But one cliche about polling that's inarguably true is that they're snapshots of a moment in time. It shows you where people's heads are at; what they think is important, what they seem to want, what misconceptions they hold, etc. If not predictive, polls can still be informative.

So looking at a New York Times/CBS News poll out today can tell us a lot about Republican primary voters, even if it doesn't tell us much about who will win that primary. This poll, like a recent CNN poll, finds Republican voters unimpressed with their choices. The NYT poll finds that "nearly 60 percent of Republicans cannot point to a single candidate about whom they are enthusiastic," while CNN's showed "No opinion/No one" in the lead, with 45% of respondents.

But Steve Benen finds a useful bit of information within the text of the Times reporting of their poll; Republican candidates will have to walk a fine line if the hope to become president.
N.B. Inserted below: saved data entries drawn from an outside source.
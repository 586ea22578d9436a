//! Tracing subscriber setup.
//!
//! Logs go to stderr, or to a daily-rotated file when `logging.file` is set.
//! `RUST_LOG` overrides the configured level.

use crate::config::LoggingConfig;
use anyhow::Result;
use std::path::Path;
use tracing_appender::non_blocking::WorkerGuard;
use tracing_subscriber::EnvFilter;
use tracing_subscriber::prelude::*;

/// Build the filter: `RUST_LOG` if set, else the configured level (or `debug`).
pub fn env_filter(config: &LoggingConfig, debug: bool) -> EnvFilter {
    match EnvFilter::try_from_default_env() {
        Ok(filter) => filter,
        Err(_) => {
            let level = if debug { "debug" } else { config.level.as_str() };
            EnvFilter::new(format!("debate_coach={level},tower_http={level},warn"))
        }
    }
}

/// Install the global subscriber.
///
/// The returned guard flushes the file writer on drop; hold it for the life
/// of the process.
pub fn init(config: &LoggingConfig, debug: bool) -> Result<Option<WorkerGuard>> {
    let filter = env_filter(config, debug);

    let Some(path) = config.file.as_deref() else {
        let layer = tracing_subscriber::fmt::layer().with_writer(std::io::stderr);
        if config.json {
            tracing_subscriber::registry()
                .with(filter)
                .with(layer.json())
                .try_init()?;
        } else {
            tracing_subscriber::registry()
                .with(filter)
                .with(layer)
                .try_init()?;
        }
        return Ok(None);
    };

    let (dir, file_name) = split_log_path(path);
    std::fs::create_dir_all(dir)?;
    let appender = tracing_appender::rolling::daily(dir, file_name);
    let (writer, guard) = tracing_appender::non_blocking(appender);
    let layer = tracing_subscriber::fmt::layer()
        .with_writer(writer)
        .with_ansi(false);

    if config.json {
        tracing_subscriber::registry()
            .with(filter)
            .with(layer.json())
            .try_init()?;
    } else {
        tracing_subscriber::registry()
            .with(filter)
            .with(layer)
            .try_init()?;
    }

    Ok(Some(guard))
}

fn split_log_path(path: &Path) -> (&Path, &std::ffi::OsStr) {
    let dir = path
        .parent()
        .filter(|p| !p.as_os_str().is_empty())
        .unwrap_or_else(|| Path::new("."));
    let file_name = path
        .file_name()
        .unwrap_or_else(|| std::ffi::OsStr::new("debate-coach.log"));
    (dir, file_name)
}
And that line is drawn between "crazy enough to win the primary" and "not too crazy to win the general election." Looking at the facts, it seems that line may not actually exist, but rather there's an overlap between the two.

[The poll] showed that Republicans who are considering making presidential bids will have to woo a party that largely identifies with the Tea Party movement -- more than half of Republican voters said they considered themselves Tea Party supporters -- and has questions about President Obama's origin of birth.

A plurality of Republican voters, 47 percent, said they believed Mr. Obama, who was born in Hawaii, was born in another country; 22 percent said they did not know where he was born, and 32 percent said they believed he was born in the United States.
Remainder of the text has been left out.